Friday, September 17, 2021

Finding beauty in unlikely places


My grandchildren know I try and take a picture a day. They haven't been able to come for a visit for almost a week. Heading off on a search for the beautiful urban image was not on their to-do list for the day. They found me a leaf and gave me instructions to find the beauty, to find the art. The leaf had texture, a warm colour and the soft light accented the flow of the shape. There might be something here.

It is not a picture that captures an urban moment. But when my youngest granddaughter asks, "Are you glad we found the leaf?" I have to answer, "Yes." 

Tomorrow it is back to urban images.

Thursday, September 16, 2021

North Branch path

The Thames River is not much of a river but looks can be deceiving. Londoners have died when the rather small, shallow river has overflowed its banks inundating homes built on flood plain land. 

Londoners love their little river. This should come as no surprise as many urban areas worldwide are built on rivers both big and small. The one constant is that the folk living in the area are drawn to their river. Londoners are no exception.

The paved path along the east side of the North Branch of the Thames River has the kilometres posted for runners,walkers and cyclists. For some reason, the blue and white posts make the path seem friendlier, more inviting to the hundreds of people who use it every day.

Wednesday, September 15, 2021

Signs of fall


Flowers, like this large hibiscus, are signalling that the end of summer is nie. Large seed pods are taking the place of the once bright flowers and soon leaves will be falling and many plants will be bare.

But look closely, seed pods are quite beautiful in their own way. These seed pods are a fitting replacement for the hibiscus flowers they replaced.

Tuesday, September 14, 2021

Watermain cathodic protection installation


A city's infrastructure is expensive to build and to maintain. Cathodic protection of aging watermains is claimed to add about 15 years of life to the system. Watermains corrode, crack, pit and scale and eventually fail. 

To slow this progression, crews have fanned out across the city to connect sacrificial anodes to aging ductile iron watermains.

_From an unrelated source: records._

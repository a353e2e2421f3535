//! GPIO assignments for the controller board.
//!
//! Single source of truth: every driver is constructed from these numbers
//! in `main`, never from literals.

// ---------------------------------------------------------------------------
// Valve relays (active-low: LOW = valve open)
// ---------------------------------------------------------------------------

/// Valve 1: membrane inlet.  Open in every working mode.
pub const VALVE1_GPIO: i32 = 0;
/// Valve 2: flush drain.
pub const VALVE2_GPIO: i32 = 1;
/// Valve 3: disposal drain.
pub const VALVE3_GPIO: i32 = 2;
/// Valve 4: product water outlet.
pub const VALVE4_GPIO: i32 = 3;

/// Valve relays in driver order (V1..V4).
pub const VALVE_GPIOS: [i32; 4] = [VALVE1_GPIO, VALVE2_GPIO, VALVE3_GPIO, VALVE4_GPIO];

// ---------------------------------------------------------------------------
// Operator interface
// ---------------------------------------------------------------------------

/// Piezo buzzer (active HIGH).
pub const BUZZER_GPIO: i32 = 15;

/// Momentary push-button, active-low with internal pull-up.
pub const BUTTON_GPIO: i32 = 16;
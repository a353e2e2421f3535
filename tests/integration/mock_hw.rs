//! Mock hardware adapter for integration tests.
//!
//! Records every valve program and buzzer edge against the shared
//! [`SimClock`], and plays back scripted button presses, so tests can
//! assert on the full timeline without touching real GPIO.

use std::cell::RefCell;
use std::rc::Rc;

use osmoflow::adapters::config_store::MemoryConfigStore;
use osmoflow::adapters::time::SimClock;
use osmoflow::app::events::AppEvent;
use osmoflow::app::ports::{
    ButtonPort, BuzzerPort, Clock, ConfigError, ConfigPort, EventSink, ValveMode, ValvePort,
};
use osmoflow::config::SystemConfig;

// ── Timeline ──────────────────────────────────────────────────

#[derive(Default)]
struct Timeline {
    valves: Vec<(u64, ValveMode)>,
    beeps: Vec<u64>,
    /// Scripted presses as `[down_ms, up_ms)` windows.
    presses: Vec<(u64, u64)>,
}

// ── MockHardware ──────────────────────────────────────────────

/// Clones share one timeline: the service owns one, the test keeps another.
#[derive(Clone)]
pub struct MockHardware {
    clock: SimClock,
    timeline: Rc<RefCell<Timeline>>,
}

#[allow(dead_code)]
impl MockHardware {
    pub fn new(clock: &SimClock) -> Self {
        Self {
            clock: clock.clone(),
            timeline: Rc::default(),
        }
    }

    /// Hold the button down from `at_ms` for `hold_ms`.
    pub fn press(&self, at_ms: u64, hold_ms: u64) {
        self.timeline.borrow_mut().presses.push((at_ms, at_ms + hold_ms));
    }

    /// Current valve program (`Closed` before anything was written).
    pub fn valve_mode(&self) -> ValveMode {
        self.timeline
            .borrow()
            .valves
            .last()
            .map_or(ValveMode::Closed, |(_, m)| *m)
    }

    /// Every valve write with its timestamp.
    pub fn valve_log(&self) -> Vec<(u64, ValveMode)> {
        self.timeline.borrow().valves.clone()
    }

    /// Valve programs in write order.
    pub fn valve_modes(&self) -> Vec<ValveMode> {
        self.timeline.borrow().valves.iter().map(|(_, m)| *m).collect()
    }

    /// Timestamps at which the buzzer switched on.
    pub fn beep_starts(&self) -> Vec<u64> {
        self.timeline.borrow().beeps.clone()
    }
}

impl ValvePort for MockHardware {
    fn set_mode(&mut self, mode: ValveMode) {
        let now = self.clock.now_ms();
        self.timeline.borrow_mut().valves.push((now, mode));
    }
}

impl ButtonPort for MockHardware {
    fn is_pressed(&mut self) -> bool {
        let now = self.clock.now_ms();
        self.timeline
            .borrow()
            .presses
            .iter()
            .any(|&(down, up)| (down..up).contains(&now))
    }
}

impl BuzzerPort for MockHardware {
    fn set_buzzer(&mut self, on: bool) {
        if on {
            let now = self.clock.now_ms();
            self.timeline.borrow_mut().beeps.push(now);
        }
    }
}

// ── RecordingSink ─────────────────────────────────────────────

/// Event sink that keeps every event together with the valve program
/// active when it was emitted.
#[derive(Clone)]
pub struct RecordingSink {
    hw: MockHardware,
    events: Rc<RefCell<Vec<(AppEvent, ValveMode)>>>,
}

#[allow(dead_code)]
impl RecordingSink {
    pub fn new(hw: &MockHardware) -> Self {
        Self {
            hw: hw.clone(),
            events: Rc::default(),
        }
    }

    pub fn events(&self) -> Vec<AppEvent> {
        self.events.borrow().iter().map(|(e, _)| e.clone()).collect()
    }

    /// Events paired with the valve program at emission time.
    pub fn with_valves(&self) -> Vec<(AppEvent, ValveMode)> {
        self.events.borrow().clone()
    }

    pub fn count(&self, pred: impl Fn(&AppEvent) -> bool) -> usize {
        self.events.borrow().iter().filter(|(e, _)| pred(e)).count()
    }
}

impl EventSink for RecordingSink {
    fn emit(&mut self, event: &AppEvent) {
        let mode = self.hw.valve_mode();
        self.events.borrow_mut().push((event.clone(), mode));
    }
}

// ── SharedStore ───────────────────────────────────────────────

/// Config store the test can inspect after handing it to the service.
#[derive(Clone, Default)]
pub struct SharedStore(pub Rc<MemoryConfigStore>);

impl ConfigPort for SharedStore {
    fn load(&self) -> Result<SystemConfig, ConfigError> {
        self.0.load()
    }

    fn save(&self, config: &SystemConfig) -> Result<(), ConfigError> {
        self.0.save(config)
    }
}
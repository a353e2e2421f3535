//! Osmoflow firmware: main entry point
//!
//! Hexagonal architecture on a single-threaded cooperative executor.
//!
//! ```text
//! ┌────────────────────────────────────────────────────────────────┐
//! │                      Adapters (outer ring)                     │
//! │                                                                │
//! │  HardwareAdapter        LogEventSink   FileConfigStore         │
//! │  (Valve+Button+Buzzer)  (EventSink)    NvsConfigStore (Config) │
//! │  SystemClock (Clock)                                           │
//! │                                                                │
//! │  ──────────────── Port Trait Boundary ───────────────────      │
//! │                                                                │
//! │  ┌────────────────────────────────────────────────────────┐    │
//! │  │                 AppService (domain core)               │    │
//! │  │  TaskScheduler · policy · OperationEngine              │    │
//! │  └────────────────────────────────────────────────────────┘    │
//! │                                                                │
//! │  edge-executor: drain_loop · button_loop · idle_loop           │
//! └────────────────────────────────────────────────────────────────┘
//! ```
#![deny(unused_must_use)]

use anyhow::Result;
use log::info;

use osmoflow::adapters::hardware::HardwareAdapter;
use osmoflow::adapters::log_sink::LogEventSink;
use osmoflow::adapters::time::SystemClock;
use osmoflow::app::ports::{ButtonPort, BuzzerPort, ConfigPort, ValvePort};
use osmoflow::app::service::AppService;
use osmoflow::config;
use osmoflow::pins;

// ── Main ──────────────────────────────────────────────────────

#[cfg(feature = "espidf")]
fn main() -> Result<()> {
    use esp_idf_hal::gpio::{AnyInputPin, AnyOutputPin, Output, PinDriver, Pull};
    use esp_idf_svc::nvs::EspDefaultNvsPartition;
    use osmoflow::adapters::config_store::NvsConfigStore;
    use osmoflow::drivers::{button::ButtonInput, buzzer::Buzzer, valves::ValveDriver};

    fn output(gpio: i32) -> Result<PinDriver<'static, AnyOutputPin, Output>> {
        // SAFETY: every GPIO in `pins` is claimed exactly once, here.
        let pin = unsafe { AnyOutputPin::new(gpio) };
        Ok(PinDriver::output(pin)?)
    }

    // ── 1. ESP-IDF bootstrap ──────────────────────────────────
    esp_idf_svc::sys::link_patches();
    esp_idf_logger::init()?;
    banner();

    // ── 2. Hardware ───────────────────────────────────────────
    let [v1, v2, v3, v4] = pins::VALVE_GPIOS;
    let valves = ValveDriver::new([output(v1)?, output(v2)?, output(v3)?, output(v4)?]);
    // SAFETY: see `output`.
    let mut button = PinDriver::input(unsafe { AnyInputPin::new(pins::BUTTON_GPIO) })?;
    button.set_pull(Pull::Up)?;
    let buzzer = Buzzer::new(output(pins::BUZZER_GPIO)?);
    let hw = HardwareAdapter::new(valves, ButtonInput::new(button), buzzer);

    // ── 3. Config store ───────────────────────────────────────
    let store = NvsConfigStore::new(EspDefaultNvsPartition::take()?)?;

    run(hw, store)
}

#[cfg(not(feature = "espidf"))]
fn main() -> Result<()> {
    use anyhow::Context;
    use osmoflow::adapters::config_store::FileConfigStore;
    use osmoflow::adapters::log_file::RotatingFileLogger;
    use osmoflow::drivers::{button::ButtonInput, buzzer::Buzzer, sim_pin::SimPin, valves::ValveDriver};

    // ── 1. Host bootstrap ─────────────────────────────────────
    let data_dir = std::env::var_os("OSMOFLOW_DATA_DIR").map_or_else(|| ".".into(), std::path::PathBuf::from);
    std::fs::create_dir_all(&data_dir)
        .with_context(|| format!("creating data dir {}", data_dir.display()))?;
    RotatingFileLogger::new(data_dir.join("log.txt"), log::LevelFilter::Debug)
        .with_echo(true)
        .install()
        .context("installing logger")?;
    banner();
    info!("Host simulation: GPIO {:?} simulated in memory", pins::VALVE_GPIOS);

    // ── 2. Simulated hardware (button released = HIGH) ────────
    let valves = ValveDriver::new(core::array::from_fn(|_| SimPin::new(true)));
    let hw = HardwareAdapter::new(valves, ButtonInput::new(SimPin::new(true)), Buzzer::new(SimPin::new(false)));

    // ── 3. Config store ───────────────────────────────────────
    let store = FileConfigStore::new(data_dir.join("config.json"));

    run(hw, store)
}

fn banner() {
    info!("╔══════════════════════════════════════╗");
    info!("║  Osmoflow v{}                      ║", env!("CARGO_PKG_VERSION"));
    info!("╚══════════════════════════════════════╝");
}

/// Load config, build the service and run its loops forever.
fn run<H, S>(hw: H, store: S) -> Result<()>
where
    H: ValvePort + ButtonPort + BuzzerPort,
    S: ConfigPort,
{
    let config = config::load_or_default(&store);
    let app = AppService::new(config, hw, store, LogEventSink::new(), SystemClock::new());

    let executor: edge_executor::LocalExecutor<'_, 4> = edge_executor::LocalExecutor::new();

    // Greeting first, so no operation can start before the valves are closed.
    futures_lite::future::block_on(executor.run(app.start()));

    executor.spawn(app.drain_loop()).detach();
    executor.spawn(app.button_loop()).detach();
    executor.spawn(app.idle_loop()).detach();
    info!("Main: drain, button and idle loops running");

    futures_lite::future::block_on(executor.run(core::future::pending::<()>()));
    Ok(())
}
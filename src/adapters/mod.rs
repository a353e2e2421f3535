//! Adapters: concrete implementations of the hexagonal port traits.
//!
//! | Adapter        | Implements         | Connects to                  |
//! |----------------|--------------------|------------------------------|
//! | `config_store` | ConfigPort         | JSON file / NVS / memory     |
//! | `hardware`     | ValvePort          | valve relay GPIOs            |
//! |                | ButtonPort         | button GPIO                  |
//! |                | BuzzerPort         | buzzer GPIO                  |
//! | `log_file`     | `log::Log`         | rotating debug log (host)    |
//! | `log_sink`     | EventSink          | `log` facade                 |
//! | `time`         | Clock              | system timer / virtual clock |

pub mod config_store;
pub mod hardware;
pub mod log_file;
pub mod log_sink;
pub mod time;
//! Operation and outcome types shared by the scheduler, engine and policy.

use core::fmt;

/// The three physical procedures the appliance can run.
#[derive(Debug, Clone, Copy, PartialEq, Eq, Hash)]
pub enum OperationKind {
    /// User-triggered membrane flush (usually ahead of a filter).
    Flush,
    /// Timed water production.
    Filter,
    /// Flush triggered purely by idle time.
    AutoFlush,
}

impl OperationKind {
    /// Short uppercase tag used in log lines.
    pub const fn tag(self) -> &'static str {
        match self {
            Self::Flush => "FLUSH",
            Self::Filter => "FILTER",
            Self::AutoFlush => "AUTOFLUSH",
        }
    }
}

impl fmt::Display for OperationKind {
    fn fmt(&self, f: &mut fmt::Formatter<'_>) -> fmt::Result {
        f.write_str(self.tag())
    }
}

/// Scheduler-assigned identity, unique for the lifetime of the process.
#[derive(Debug, Clone, Copy, PartialEq, Eq, PartialOrd, Ord, Hash)]
pub struct OperationId(pub u32);

impl fmt::Display for OperationId {
    fn fmt(&self, f: &mut fmt::Formatter<'_>) -> fmt::Result {
        write!(f, "#{}", self.0)
    }
}

/// A scheduled unit of work.  Consumed exactly once by the scheduler.
#[derive(Debug, Clone, Copy, PartialEq, Eq)]
pub struct Operation {
    pub id: OperationId,
    pub kind: OperationKind,
    /// Filter duration override in seconds; `None` uses the configured one.
    pub duration_secs: Option<u32>,
}

/// How an operation ended.
#[derive(Debug, Clone, Copy, PartialEq, Eq)]
pub enum Outcome {
    /// Every hold ran to its natural end.
    Completed,
    /// A cancellation was observed at a hold boundary.
    Cancelled,
}

/// Immutable log entry for one terminated operation.
#[derive(Debug, Clone, Copy, PartialEq, Eq)]
pub struct TaskRecord {
    pub id: OperationId,
    pub kind: OperationKind,
    /// Monotonic start time (ms since boot).
    pub start_ms: u64,
    /// Monotonic end time (ms since boot).
    pub end_ms: u64,
    /// `false` if the operation was cancelled before its natural end.
    pub completed: bool,
}

impl TaskRecord {
    pub fn duration_ms(&self) -> u64 {
        self.end_ms.saturating_sub(self.start_ms)
    }
}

The attached anodes will corrode rather than the watermains to which they are attached.

The huge tube between the men on the right and the truck contains a drill that is creating a deep hole to access the watermain and to hold the sacrificial anode equipment.

Monday, September 13, 2021

A garage sale find: a bright, blue tent


Garage sales can be an adventure, especially for a child. When this little girl spotted the tent among the stuff for sale, she knew she had to have it. No more blankets tossed over chairs upended in the living room. This tent does not need stakes. It can be erected anywhere, even in a living room.

The kid got the tent. Then she got an invitation to go camping. Outside. Not in the living room. And so, within days of becoming the proud owner of a small, two child tent, she spent a night with a friend in her bright blue garage-sale-tent.

Life can be grand.

Sunday, September 12, 2021

Southampton hit by one heck of a storm

Southampton is known mostly for its beach on Lake Huron. But a week ago it made the news for something else: a truly spectacular storm. This storm brought high winds, the threat of tornadoes and a  massive amount of rain to the usually quiet, little Ontario town.

Saturday, September 11, 2021

When downtown London truly was a destination


This old postcard from, I believe, the '40s shows Dundas Street in downtown London at a time when the core easily attracted workers, shoppers and folk just out for a night on the town. Note the two large cinemas on the left side of the street. 

Today there is a lot of talk, and action, about how to make the core more attractive, more pedestrian-friendly. To this end one section even has had the sidewalk area merged almost seamlessly with the roadway. The city planners call this approach a flex-street.

My wife and I used to live downtown. My mother lived downtown with me and even in her 80s she would walk the few blocks from my home to the core to do her shopping. She would not do that today as the stores she liked are all gone. Closed.

I believe my mother would tell the city planners that she was happy walking on a sidewalk beside a traffic-carrying street. What interested her were the shops. No shops, no cinemas, no reason to visit.